Last weekend, “Skinwalking” compelled and disturbed audiences over its five performances in the Loeb Ex.  The four-act play is the thesis of senior Cecelia Raker ’11, who set out to explore the differences between Judaism and Christianity, and more broadly, belief and skepticism.

Raker has clearly done her research—several pages of eloquent program notes assure the audience of this.  When the play begins, however, these ideas are shrouded in an abstract plot, which refuses to grant its audience a specific time or place of occurrence. Xanthia Tucker ’13 plays the sympathetic heroine Mari, who arrives in a town surrounded by desert, which appears to be both her Podunk hometown and a home to Biblical characters.  All the characters fear the “skinwalker,” a creature threatening to take their skin, and Tucker’s transformation after being attacked by the beast is effective.

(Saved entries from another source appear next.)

use serde::{Deserialize, Deserializer, Serialize};
use std::collections::BTreeMap;
use crate::font::normalize_category;

// One entry of a GitHub contents listing
#[derive(Deserialize, Serialize, Clone, Debug)]
pub struct ContentEntry {
    pub name: String,
    #[serde(default)]
    pub path: String,
    #[serde(rename = "type")]
    pub kind: EntryKind,
    #[serde(default)]
    pub size: u64,
    #[serde(default)]
    pub download_url: Option<String>,
}

#[derive(Deserialize, Serialize, Clone, Copy, Debug, PartialEq, Eq)]
#[serde(rename_all = "lowercase")]
pub enum EntryKind {
    File,
    Dir,
    Symlink,
    Submodule,
}

// The contents API answers with a list for directories and a single object for files
#[derive(Deserialize, Clone, Debug)]
#[serde(untagged)]
pub enum Contents {
    Listing(Vec<ContentEntry>),
    Single(ContentEntry),
}

/// Per-font `metadata.json` document.
#[derive(Deserialize, Serialize, Clone, Debug, PartialEq)]
pub struct FontMetadata {
    pub id: String,
    #[serde(rename = "defSubset")]
    pub def_subset: String,
    pub family: String,
    #[serde(deserialize_with = "category")]
    pub category: String,
    #[serde(default)]
    pub subsets: Vec<String>,
    #[serde(default)]
    pub styles: Vec<String>,
    #[serde(default, deserialize_with = "axes")]
    pub variable: BTreeMap<String, AxisRange>,
}

impl FontMetadata {
    pub fn supports_subset(&self, subset: &str) -> bool {
        self.subsets.iter().any(|s| s == subset)
    }

    pub fn axis(&self, axis: &str) -> Option<&AxisRange> {
        self.variable.get(axis)
    }
}

// fontsource writes axis values as strings ("100"), accept numbers too
#[derive(Deserialize, Serialize, Clone, Copy, Debug, Default, PartialEq)]
pub struct AxisRange {
    #[serde(default, deserialize_with = "number")]
    pub min: Option<f64>,
    #[serde(default, deserialize_with = "number")]
    pub max: Option<f64>,
    #[serde(default, deserialize_with = "number")]
    pub default: Option<f64>,
    #[serde(default, deserialize_with = "number")]
    pub step: Option<f64>,
}

fn category<'de, D: Deserializer<'de>>(deserializer: D) -> Result<String, D::Error> {
    let raw = String::deserialize(deserializer)?;
    Ok(normalize_category(&raw))
}

fn axes<'de, D: Deserializer<'de>>(
    deserializer: D,
) -> Result<BTreeMap<String, AxisRange>, D::Error> {
    #[derive(Deserialize)]
    #[serde(untagged)]
    enum Variable {
        Axes(BTreeMap<String, AxisRange>),
        // non-variable fonts carry `"variable": false`
        Flag(bool),
    }

    Ok(match Option::<Variable>::deserialize(deserializer)? {
        Some(Variable::Axes(axes)) => axes,
        Some(Variable::Flag(_)) | None => BTreeMap::new(),
    })
}

fn number<'de, D: Deserializer<'de>>(deserializer: D) -> Result<Option<f64>, D::Error> {
    #[derive(Deserialize)]
    #[serde(untagged)]
    enum Number {
        Float(f64),
        Text(String),
    }

    Ok(match Option::<Number>::deserialize(deserializer)? {
        Some(Number::Float(n)) => Some(n),
        Some(Number::Text(s)) => s.trim().parse().ok(),
        None => None,
    })
}

#[cfg(test)]
mod tests {
    use super::*;

    #[test]
    fn parses_fontsource_metadata() {
        let json = r#"{
            "id": "roboto-flex",
            "family": "Roboto Flex",
            "subsets": ["cyrillic", "latin", "latin-ext"],
            "weights": [100, 1000],
            "styles": ["normal"],
            "defSubset": "latin",
            "variable": {
                "opsz": {"default": "14", "min": "8", "max": "144", "step": "1"},
                "wght": {"default": 400, "min": 100, "max": 1000, "step": 1}
            },
            "category": "sans-serif"
        }"#;

        let meta: FontMetadata = serde_json::from_str(json).unwrap();
        assert_eq!(meta.id, "roboto-flex");
        assert_eq!(meta.def_subset, "latin");
        assert_eq!(meta.category, "sans");
        assert!(meta.supports_subset("latin"));
        assert_eq!(meta.axis("opsz").unwrap().max, Some(144.0));
        assert_eq!(meta.axis("wght").unwrap().min, Some(100.0));
        assert!(meta.axis("wdth").is_none());
    }

    #[test]
    fn non_variable_font_has_no_axes() {
        let json = r#"{"id":"abc","family":"Abc","category":"serif","defSubset":"latin","variable":false}"#;
        let meta: FontMetadata = serde_json::from_str(json).unwrap();
        assert!(meta.variable.is_empty());
        assert_eq!(meta.category, "serif");
    }

    #[test]
    fn contents_distinguishes_listing_from_file() {
        let listing = r#"[{"name":"inter","path":"fonts/variable/inter","type":"dir","size":0,"download_url":null}]"#;
        let single = r#"{"name":"metadata.json","path":"x/metadata.json","type":"file","size":10,"download_url":"https://raw/x"}"#;

        assert!(matches!(serde_json::from_str::<Contents>(listing).unwrap(), Contents::Listing(v) if v[0].kind == EntryKind::Dir));
        assert!(matches!(serde_json::from_str::<Contents>(single).unwrap(), Contents::Single(e) if e.size == 10));
    }
}
use ratatui::prelude::*;
use ratatui::widgets::Paragraph;

use taskdeck_session::GateDecision;

use crate::app::{App, FlashLevel, Route, Tab};
use crate::theme::Theme;
use crate::views;

/// Top-level draw: route dispatch, then tab chrome, then any modal on top.
pub fn render(frame: &mut Frame, app: &App) {
    let area = frame.area();

    match app.route {
        Route::Auth { .. } => {
            views::auth::render(frame, app, area);
            return;
        }
        Route::Dashboard => match app.gate.decide(&app.session, "/") {
            GateDecision::Render => render_dashboard_chrome(frame, app, area),
            // A redirect decision flips the route on the next tick; both
            // transient states draw the same placeholder.
            GateDecision::Loading | GateDecision::Redirect { .. } => {
                render_loading(frame, area);
                return;
            }
        },
    }

    if let Some(ref form) = app.task_form {
        views::task_form::render(frame, form, area);
    }
}

fn render_loading(frame: &mut Frame, area: Rect) {
    let y = area.height / 2;
    let line = Line::from(Span::styled(
        "Resolving session...",
        Style::new().fg(Theme::ACCENT_YELLOW).italic(),
    ))
    .centered();
    frame.render_widget(Paragraph::new(line), Rect::new(0, y, area.width, 1));
}

fn render_dashboard_chrome(frame: &mut Frame, app: &App, area: Rect) {
    let [tab_area, header_area, body_area, footer_area] = Layout::vertical([
        Constraint::Length(1),
        Constraint::Length(1),
        Constraint::Fill(1),
        Constraint::Length(1),
    ])
    .areas(area);

    views::tab_bar::render(frame, app.tab, app.config.dev_panel, tab_area);
    render_header(frame, app, header_area);

    match app.tab {
        Tab::Tasks => views::dashboard::render(frame, app, body_area),
        Tab::Assistant => views::assistant::render(frame, app, body_area),
        Tab::Settings => views::settings::render(frame, app, body_area),
        Tab::Debug => views::debug::render(frame, app, body_area),
    }

    render_footer(frame, app, footer_area);
}

fn render_header(frame: &mut Frame, app: &App, area: Rect) {
    let mut spans = vec![Span::styled(
        " taskdeck ",
        Style::new().fg(Theme::ACCENT_BLUE).bold(),
    )];
    if let Some(identity) = app.session.identity() {
        let who = app
            .session
            .profile()
            .map(|p| p.name.clone())
            .unwrap_or_else(|| identity.email.clone());
        spans.push(Span::styled(
            format!(" {who} "),
            Style::new().fg(Theme::TEXT_SECONDARY),
        ));
        let total = app.board.tasks().len();
        let open = app.board.tasks().iter().filter(|t| !t.completed).count();
        spans.push(Span::styled(
            format!(" {open} open / {total} tasks"),
            Style::new().fg(Theme::TEXT_MUTED),
        ));
    }
    frame.render_widget(Paragraph::new(Line::from(spans)), area);
}

fn render_footer(frame: &mut Frame, app: &App, area: Rect) {
    // A pending delete confirmation takes over the whole footer.
    if app.confirm_delete.is_some() {
        let line = Line::from(vec![
            Span::styled(
                " Delete this task? ",
                Style::new().fg(Theme::ACCENT_RED).bold(),
            ),
            Span::styled("y ", Style::new().fg(Theme::TEXT_KEY)),
            Span::styled("confirm  ", Style::new().fg(Theme::TEXT_KEY_DESC)),
            Span::styled("any other key ", Style::new().fg(Theme::TEXT_KEY)),
            Span::styled("cancel", Style::new().fg(Theme::TEXT_KEY_DESC)),
        ]);
        frame.render_widget(Paragraph::new(line), area);
        return;
    }

    let mut spans = Vec::new();
    if let Some((ref msg, level)) = app.flash_message {
        let color = match level {
            FlashLevel::Success => Theme::ACCENT_GREEN,
            FlashLevel::Error => Theme::ACCENT_RED,
            FlashLevel::Info => Theme::ACCENT_BLUE,
        };
        spans.push(Span::styled(
            format!(" {msg}  "),
            Style::new().fg(color).bold(),
        ));
    }

    let hints: &[(&str, &str)] = match app.tab {
        Tab::Tasks => &[
            ("j/k", "move"),
            ("space", "toggle"),
            ("n", "new"),
            ("e", "edit"),
            ("d", "delete"),
            ("f", "filter"),
            ("s", "sort"),
            ("r", "refresh"),
            ("q", "quit"),
        ],
        Tab::Assistant => &[
            ("j/k", "move"),
            ("Enter", "to task"),
            ("v", "voice"),
            ("q", "quit"),
        ],
        Tab::Settings => &[
            ("j/k", "move"),
            ("Enter", "edit"),
            ("s", "save"),
            ("p/h/l/b", "profile"),
            ("o", "sign out"),
            ("q", "quit"),
        ],
        Tab::Debug => &[("q", "quit")],
    };
    for (key, desc) in hints {
        spans.push(Span::styled(
            format!(" {key} "),
            Style::new().fg(Theme::TEXT_KEY),
        ));
        spans.push(Span::styled(
            format!("{desc} "),
            Style::new().fg(Theme::TEXT_KEY_DESC),
        ));
    }

    frame.render_widget(Paragraph::new(Line::from(spans)), area);
}

#[cfg(test)]
mod tests {
    use super::render;
    use crate::app::{App, Route, Tab};
    use ratatui::Terminal;
    use ratatui::backend::TestBackend;
    use ratatui::buffer::Buffer;
    use taskdeck_api::Identity;
    use taskdeck_api_client::AuthChange;
    use taskdeck_core::AppConfig;

    fn buffer_to_string(buffer: &Buffer) -> String {
        let area = *buffer.area();
        let mut out = String::new();
        for y in area.top()..area.bottom() {
            for x in area.left()..area.right() {
                out.push_str(buffer[(x, y)].symbol());
            }
            out.push('\n');
        }
        out
    }

    fn render_ui(app: &App) -> String {
        let backend = TestBackend::new(110, 30);
        let mut terminal = Terminal::new(backend).expect("terminal");
        terminal
            .draw(|frame| render(frame, app))
            .expect("draw");
        buffer_to_string(terminal.backend().buffer())
    }

    fn signed_in_app() -> App {
        let mut app = App::new(AppConfig::default(), None);
        app.on_auth_change(AuthChange {
            seq: 1,
            identity: Some(Identity {
                id: "u-1".to_string(),
                email: "u@example.com".to_string(),
            }),
        });
        app.board.set_tasks(Vec::new());
        app
    }

    #[test]
    fn unresolved_session_draws_the_placeholder() {
        let app = App::new(AppConfig::default(), None);
        let text = render_ui(&app);
        assert!(text.contains("Resolving session..."));
    }

    #[test]
    fn auth_route_draws_the_sign_in_card() {
        let mut app = App::new(AppConfig::default(), None);
        app.route = Route::Auth {
            return_to: "/".to_string(),
        };
        let text = render_ui(&app);
        assert!(text.contains("sign in"));
        assert!(text.contains("Password"));
    }

    #[test]
    fn authenticated_dashboard_draws_tabs_and_footer() {
        let app = signed_in_app();
        let text = render_ui(&app);
        assert!(text.contains("1:Tasks"));
        assert!(text.contains("u@example.com"));
        assert!(text.contains("toggle"));
    }

    #[test]
    fn delete_confirmation_takes_over_the_footer() {
        let mut app = signed_in_app();
        app.confirm_delete = Some("t-1".to_string());
        let text = render_ui(&app);
        assert!(text.contains("Delete this task?"));
    }

    #[test]
    fn task_form_modal_draws_on_top_of_the_tasks_tab() {
        let mut app = signed_in_app();
        app.tab = Tab::Tasks;
        app.task_form = Some(crate::app::TaskForm::blank());
        let text = render_ui(&app);
        assert!(text.contains("New task"));
    }
}
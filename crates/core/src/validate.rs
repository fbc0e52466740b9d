use thiserror::Error;

/// Form-level validation failures, caught before any network call.
#[derive(Debug, Clone, PartialEq, Eq, Error)]
pub enum ValidationError {
    #[error("Invalid email address")]
    InvalidEmail,
    #[error("Password must be at least {0} characters")]
    PasswordTooShort(usize),
    #[error("Title must be at least {0} characters")]
    TitleTooShort(usize),
    #[error("Name is required")]
    NameRequired,
}

const MIN_PASSWORD_LEN: usize = 6;
const MIN_TITLE_LEN: usize = 2;

/// Minimal email shape check: one `@` with a dot somewhere after it.
pub fn validate_email(email: &str) -> Result<(), ValidationError> {
    let Some((local, domain)) = email.split_once('@') else {
        return Err(ValidationError::InvalidEmail);
    };
    if local.is_empty() || domain.len() < 3 || !domain.contains('.') || domain.contains('@') {
        return Err(ValidationError::InvalidEmail);
    }
    Ok(())
}

pub fn validate_password(password: &str) -> Result<(), ValidationError> {
    if password.chars().count() < MIN_PASSWORD_LEN {
        return Err(ValidationError::PasswordTooShort(MIN_PASSWORD_LEN));
    }
    Ok(())
}

pub fn validate_title(title: &str) -> Result<(), ValidationError> {
    if title.trim().chars().count() < MIN_TITLE_LEN {
        return Err(ValidationError::TitleTooShort(MIN_TITLE_LEN));
    }
    Ok(())
}

pub fn validate_name(name: &str) -> Result<(), ValidationError> {
    if name.trim().is_empty() {
        return Err(ValidationError::NameRequired);
    }
    Ok(())
}

#[cfg(test)]
mod tests {
    use super::*;

    #[test]
    fn accepts_plain_addresses() {
        assert!(validate_email("ana@example.com").is_ok());
        assert!(validate_email("a.b+tag@sub.example.org").is_ok());
    }

    #[test]
    fn rejects_malformed_addresses() {
        for email in ["", "no-at.example.com", "@example.com", "a@b", "a@@b.com"] {
            assert_eq!(validate_email(email), Err(ValidationError::InvalidEmail));
        }
    }

    #[test]
    fn password_needs_six_characters() {
        assert!(validate_password("secret").is_ok());
        assert_eq!(
            validate_password("short"),
            Err(ValidationError::PasswordTooShort(6))
        );
    }

    #[test]
    fn title_needs_two_characters() {
        assert!(validate_title("Do").is_ok());
        assert_eq!(validate_title(" x "), Err(ValidationError::TitleTooShort(2)));
    }
}
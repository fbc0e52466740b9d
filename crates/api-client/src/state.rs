use std::path::{Path, PathBuf};

use serde::{Deserialize, Serialize};
use tracing::warn;

/// Persisted session state, written next to the config file so a restart can
/// resume the previous session. The access token is validated against the
/// auth service on bootstrap before being trusted.
#[derive(Debug, Clone, Serialize, Deserialize, PartialEq, Eq)]
pub struct StoredSession {
    pub access_token: String,
    pub user_id: String,
    pub email: String,
}

fn session_path(config_dir: &Path) -> PathBuf {
    config_dir.join("session.json")
}

/// Load the persisted session, if any. Unreadable or malformed files count as
/// no session.
pub fn load_session(config_dir: &Path) -> Option<StoredSession> {
    let path = session_path(config_dir);
    let content = std::fs::read_to_string(&path).ok()?;
    match serde_json::from_str(&content) {
        Ok(session) => Some(session),
        Err(e) => {
            warn!("ignoring malformed session file {}: {e}", path.display());
            None
        }
    }
}

pub fn save_session(config_dir: &Path, session: &StoredSession) -> std::io::Result<()> {
    std::fs::create_dir_all(config_dir)?;
    let content = serde_json::to_string_pretty(session).expect("session serializes");
    std::fs::write(session_path(config_dir), content)
}

/// Remove the persisted session. Missing files are fine.
pub fn clear_session(config_dir: &Path) {
    let path = session_path(config_dir);
    if let Err(e) = std::fs::remove_file(&path) {
        if e.kind() != std::io::ErrorKind::NotFound {
            warn!("could not remove {}: {e}", path.display());
        }
    }
}

#[cfg(test)]
mod tests {
    use super::*;

    fn sample() -> StoredSession {
        StoredSession {
            access_token: "tok-123".to_string(),
            user_id: "u-1".to_string(),
            email: "ana@example.com".to_string(),
        }
    }

    #[test]
    fn save_then_load_round_trips() {
        let dir = tempfile::tempdir().unwrap();
        save_session(dir.path(), &sample()).unwrap();
        assert_eq!(load_session(dir.path()), Some(sample()));
    }

    #[test]
    fn load_returns_none_when_missing_or_malformed() {
        let dir = tempfile::tempdir().unwrap();
        assert_eq!(load_session(dir.path()), None);

        std::fs::write(dir.path().join("session.json"), "{not json").unwrap();
        assert_eq!(load_session(dir.path()), None);
    }

    #[test]
    fn clear_is_idempotent() {
        let dir = tempfile::tempdir().unwrap();
        save_session(dir.path(), &sample()).unwrap();
        clear_session(dir.path());
        clear_session(dir.path());
        assert_eq!(load_session(dir.path()), None);
    }
}
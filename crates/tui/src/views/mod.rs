pub mod assistant;
pub mod auth;
pub mod dashboard;
pub mod debug;
pub mod progress;
pub mod settings;
pub mod tab_bar;
pub mod task_form;
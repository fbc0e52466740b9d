//! Domain types and pure derivation logic for taskdeck.
//!
//! Everything in this crate is independent of the backend wire format and of
//! the terminal UI: task/profile/achievement/suggestion records, the task
//! grid's filter and sort, progress metrics, form validation, and the shared
//! configuration types consumed by the client and the TUI.

pub mod achievement;
pub mod config;
pub mod filter;
pub mod profile;
pub mod progress;
pub mod suggestion;
pub mod task;
pub mod validate;

pub use achievement::{Achievement, AchievementBadge, builtin_badges};
pub use config::{AppConfig, BackendSettings, GateSettings};
pub use filter::{TaskFilter, TaskSort, visible_tasks};
pub use profile::{Profile, ProfilePatch, SignupProfile};
pub use progress::ProgressSnapshot;
pub use suggestion::{Suggestion, canned_suggestions, canned_transcripts};
pub use task::{Priority, Task, TaskDraft, TaskPatch};
pub use validate::{
    ValidationError, validate_email, validate_name, validate_password, validate_title,
};
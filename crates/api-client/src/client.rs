use std::time::Duration;

use reqwest::StatusCode;
use serde::Serialize;
use serde::de::DeserializeOwned;
use thiserror::Error;
use tracing::warn;

use taskdeck_api::{AuthErrorBody, Credentials, Identity, RecoverRequest, TokenResponse};

use crate::events::AuthEvents;

/// Errors surfaced by the backend client.
#[derive(Debug, Error)]
pub enum ClientError {
    #[error("network error: {0}")]
    Transport(#[from] reqwest::Error),
    #[error("{message}")]
    Backend { status: StatusCode, message: String },
    #[error("no matching row")]
    NotFound,
}

impl ClientError {
    /// Transport failures and server-side errors are worth retrying; client
    /// errors and missing rows are not.
    pub fn is_retryable(&self) -> bool {
        match self {
            Self::Transport(_) => true,
            Self::Backend { status, .. } => status.is_server_error(),
            Self::NotFound => false,
        }
    }
}

/// Typed HTTP client for the hosted backend.
///
/// One client speaks both surfaces: the auth endpoints under `/auth/v1` and
/// the table-style REST endpoints under `/rest/v1`. Every request carries the
/// public anon key; requests made after sign-in carry the user's access token
/// as the bearer. Successful auth operations publish a sequence-stamped
/// report through [`AuthEvents`].
pub struct BackendClient {
    client: reqwest::Client,
    base_url: String,
    anon_key: String,
    access_token: Option<String>,
    events: AuthEvents,
}

impl BackendClient {
    /// Create a new client with the given base URL, anon key, and timeout.
    pub fn new(
        base_url: &str,
        anon_key: &str,
        timeout: Duration,
        events: AuthEvents,
    ) -> Result<Self, ClientError> {
        let client = reqwest::Client::builder().timeout(timeout).build()?;
        Ok(Self {
            client,
            base_url: base_url.trim_end_matches('/').to_string(),
            anon_key: anon_key.to_string(),
            access_token: None,
            events,
        })
    }

    pub fn set_access_token(&mut self, token: String) {
        self.access_token = Some(token);
    }

    pub fn access_token(&self) -> Option<&str> {
        self.access_token.as_deref()
    }

    pub fn base_url(&self) -> &str {
        &self.base_url
    }

    pub fn events(&self) -> &AuthEvents {
        &self.events
    }

    fn auth_url(&self, path: &str) -> String {
        format!("{}/auth/v1{}", self.base_url, path)
    }

    /// Bearer sent on REST calls: the user token when signed in, otherwise the
    /// anon key (the backend scopes anonymous access by policy).
    fn bearer(&self) -> &str {
        self.access_token.as_deref().unwrap_or(&self.anon_key)
    }

    // ── Auth ──────────────────────────────────────────────────────────────

    /// Register a new identity. On success the client is signed in as the new
    /// user and an auth-state change is published.
    pub async fn sign_up(&mut self, credentials: &Credentials) -> Result<TokenResponse, ClientError> {
        let resp = self
            .client
            .post(self.auth_url("/signup"))
            .header("apikey", &self.anon_key)
            .json(credentials)
            .send()
            .await?;
        let token: TokenResponse = parse_response(resp).await?;
        self.access_token = Some(token.access_token.clone());
        self.events.publish(Some(token.user.clone()));
        Ok(token)
    }

    /// Password sign-in. On success the client holds the access token and an
    /// auth-state change is published.
    pub async fn sign_in(&mut self, credentials: &Credentials) -> Result<TokenResponse, ClientError> {
        let resp = self
            .client
            .post(format!("{}?grant_type=password", self.auth_url("/token")))
            .header("apikey", &self.anon_key)
            .json(credentials)
            .send()
            .await?;
        let token: TokenResponse = parse_response(resp).await?;
        self.access_token = Some(token.access_token.clone());
        self.events.publish(Some(token.user.clone()));
        Ok(token)
    }

    /// Sign out. Idempotent: the local token is always cleared and a null
    /// identity published, even when there is no active session or the
    /// server-side revocation fails.
    pub async fn sign_out(&mut self) {
        if let Some(token) = self.access_token.take() {
            let result = self
                .client
                .post(self.auth_url("/logout"))
                .header("apikey", &self.anon_key)
                .bearer_auth(&token)
                .send()
                .await;
            match result {
                Ok(resp) if !resp.status().is_success() => {
                    warn!(status = %resp.status(), "server-side sign-out failed");
                }
                Err(e) => warn!("server-side sign-out failed: {e}"),
                Ok(_) => {}
            }
        }
        self.events.publish(None);
    }

    /// Session retrieval: validate the held access token and return the
    /// identity it belongs to. Returns `None` when there is no token or the
    /// token is no longer accepted.
    pub async fn current_user(&self) -> Result<Option<Identity>, ClientError> {
        let Some(token) = self.access_token.as_deref() else {
            return Ok(None);
        };
        let resp = self
            .client
            .get(self.auth_url("/user"))
            .header("apikey", &self.anon_key)
            .bearer_auth(token)
            .send()
            .await?;
        if matches!(
            resp.status(),
            StatusCode::UNAUTHORIZED | StatusCode::FORBIDDEN
        ) {
            return Ok(None);
        }
        let identity: Identity = parse_response(resp).await?;
        Ok(Some(identity))
    }

    /// Request a password-reset email, carrying the post-reset redirect.
    pub async fn recover(&self, email: &str, redirect_to: &str) -> Result<(), ClientError> {
        let url = format!(
            "{}?redirect_to={}",
            self.auth_url("/recover"),
            urlencoding::encode(redirect_to)
        );
        let resp = self
            .client
            .post(url)
            .header("apikey", &self.anon_key)
            .json(&RecoverRequest {
                email: email.to_string(),
            })
            .send()
            .await?;
        if !resp.status().is_success() {
            return Err(error_from_response(resp).await);
        }
        Ok(())
    }

    // ── Table-style REST ──────────────────────────────────────────────────

    /// `select * from <table> where <col> = <value> … [order by <col> desc]`.
    pub async fn select_rows<T: DeserializeOwned>(
        &self,
        table: &str,
        filters: &[(&str, &str)],
        order_desc: Option<&str>,
    ) -> Result<Vec<T>, ClientError> {
        let url = rest_query(&self.base_url, table, filters, order_desc);
        let resp = self
            .client
            .get(url)
            .header("apikey", &self.anon_key)
            .bearer_auth(self.bearer())
            .send()
            .await?;
        parse_response(resp).await
    }

    /// Single-row select: the first matching row, or `None`.
    pub async fn select_single<T: DeserializeOwned>(
        &self,
        table: &str,
        filters: &[(&str, &str)],
    ) -> Result<Option<T>, ClientError> {
        let mut rows = self.select_rows(table, filters, None).await?;
        if rows.is_empty() {
            Ok(None)
        } else {
            Ok(Some(rows.swap_remove(0)))
        }
    }

    /// Insert one row and return it with server-assigned fields populated.
    pub async fn insert_row<B: Serialize, T: DeserializeOwned>(
        &self,
        table: &str,
        row: &B,
    ) -> Result<T, ClientError> {
        let url = rest_query(&self.base_url, table, &[], None);
        let resp = self
            .client
            .post(url)
            .header("apikey", &self.anon_key)
            .header("Prefer", "return=representation")
            .bearer_auth(self.bearer())
            .json(row)
            .send()
            .await?;
        let mut rows: Vec<T> = parse_response(resp).await?;
        if rows.is_empty() {
            return Err(ClientError::NotFound);
        }
        Ok(rows.swap_remove(0))
    }

    /// `update <table> set … where id = <id>`, returning the updated row.
    /// `None` means no row matched the id.
    pub async fn update_row<B: Serialize, T: DeserializeOwned>(
        &self,
        table: &str,
        id: &str,
        changes: &B,
    ) -> Result<Option<T>, ClientError> {
        let url = rest_query(&self.base_url, table, &[("id", id)], None);
        let resp = self
            .client
            .patch(url)
            .header("apikey", &self.anon_key)
            .header("Prefer", "return=representation")
            .bearer_auth(self.bearer())
            .json(changes)
            .send()
            .await?;
        let mut rows: Vec<T> = parse_response(resp).await?;
        if rows.is_empty() {
            Ok(None)
        } else {
            Ok(Some(rows.swap_remove(0)))
        }
    }

    /// `delete from <table> where id = <id>`. `Ok(false)` means no row
    /// matched the id.
    pub async fn delete_row(&self, table: &str, id: &str) -> Result<bool, ClientError> {
        let url = rest_query(&self.base_url, table, &[("id", id)], None);
        let resp = self
            .client
            .delete(url)
            .header("apikey", &self.anon_key)
            .header("Prefer", "return=representation")
            .bearer_auth(self.bearer())
            .send()
            .await?;
        let rows: Vec<serde_json::Value> = parse_response(resp).await?;
        Ok(!rows.is_empty())
    }
}

/// Build a REST query URL: `select=*`, equality filters, optional descending
/// order. Filter values are percent-encoded.
fn rest_query(
    base_url: &str,
    table: &str,
    filters: &[(&str, &str)],
    order_desc: Option<&str>,
) -> String {
    let mut url = format!("{base_url}/rest/v1/{table}?select=*");
    for (column, value) in filters {
        url.push_str(&format!("&{column}=eq.{}", urlencoding::encode(value)));
    }
    if let Some(column) = order_desc {
        url.push_str(&format!("&order={column}.desc"));
    }
    url
}

/// Parse an HTTP response: the deserialized body on 2xx, otherwise an error
/// carrying the status and the most readable message the body offers.
async fn parse_response<T: DeserializeOwned>(resp: reqwest::Response) -> Result<T, ClientError> {
    if !resp.status().is_success() {
        return Err(error_from_response(resp).await);
    }
    Ok(resp.json().await?)
}

async fn error_from_response(resp: reqwest::Response) -> ClientError {
    let status = resp.status();
    let text = resp.text().await.unwrap_or_default();
    let message = serde_json::from_str::<AuthErrorBody>(&text)
        .ok()
        .and_then(|body| body.message().map(str::to_string))
        .unwrap_or_else(|| {
            let trimmed = text.trim();
            if trimmed.is_empty() {
                status
                    .canonical_reason()
                    .unwrap_or("request failed")
                    .to_string()
            } else {
                trimmed.to_string()
            }
        });
    ClientError::Backend { status, message }
}

#[cfg(test)]
mod tests {
    use super::*;

    #[test]
    fn rest_query_builds_filters_and_order() {
        let url = rest_query(
            "https://abc.backend.dev",
            "tasks",
            &[("userid", "u-1")],
            Some("createdat"),
        );
        assert_eq!(
            url,
            "https://abc.backend.dev/rest/v1/tasks?select=*&userid=eq.u-1&order=createdat.desc"
        );
    }

    #[test]
    fn rest_query_percent_encodes_filter_values() {
        let url = rest_query("http://h", "users", &[("id", "u 1&x=y")], None);
        assert_eq!(url, "http://h/rest/v1/users?select=*&id=eq.u%201%26x%3Dy");
    }

    #[test]
    fn transport_and_server_errors_are_retryable() {
        let server = ClientError::Backend {
            status: StatusCode::INTERNAL_SERVER_ERROR,
            message: "boom".to_string(),
        };
        let client = ClientError::Backend {
            status: StatusCode::BAD_REQUEST,
            message: "bad".to_string(),
        };
        assert!(server.is_retryable());
        assert!(!client.is_retryable());
        assert!(!ClientError::NotFound.is_retryable());
    }
}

In strange contrast to this general obscurity of plot, the script is often blunt in its allusions to Old and New Testament stories, which are often referenced in pithy throw-away lines.  However, neither “Jesus” nor “Moses” is ever mentioned—a choice so deliberate that over time, the avoidance of direct reference grows tiresome.  These two names, central to the play’s meaning, are always replaced with “my son,” “my brother,” or even “some guy,” depending on the speaker, and that choice often has a cheapening effect.

The production is a great model of how the Ex can be used to its full potential.  Raker’s set design allows the black box to accommodate a Dunkin Donuts, a two-story home, a bridge, and a desert without a single set change.  The scenes transitioned fluidly, with the additional help of tasteful lighting by Steven Jaret.

Perhaps the play’s most memorable feature is its extended sequences of mime and stage combat.  Sara Lytle ’13, with the help of Adrian Arteaga ’14, presents a gripping and unsettling movement piece depicting the conception and birth of her daughter, and ultimately her own suicide.  Lytle’s ghostly portrayal of Ana haunts the play, as she lurks around Eugene’s home, unseen to most characters.  No audience member is at ease as long as her quiet singing and watchful eyes loom.

Several other actors, too, gave strong performances that helped correct for the play’s weaknesses. Rebecca Kwan ’14 plays the wretched Skinwalker, and her physicality grounds the supernatural, fantastical premise of the play.  Her precise choices of body and voice, as well as her willingness to invade the audience’s space, makes the threat of the ominous Skinwalker real and believable. Eduardo Perez-Torres ’12 brings much-needed energy to the stage, even if audience members are too on edge to laugh at his one-liners and ongoing give-and-take with his stuffed sheep.

The ultimate message and relevance of Raker’s play may have been lost in the obscurity of its plot.  Nevertheless, strong acting and direction allowed audiences of “Skinwalking” to invest in the play’s somewhat bizarre characters and be touched by their bleak wanderings in the wilderness.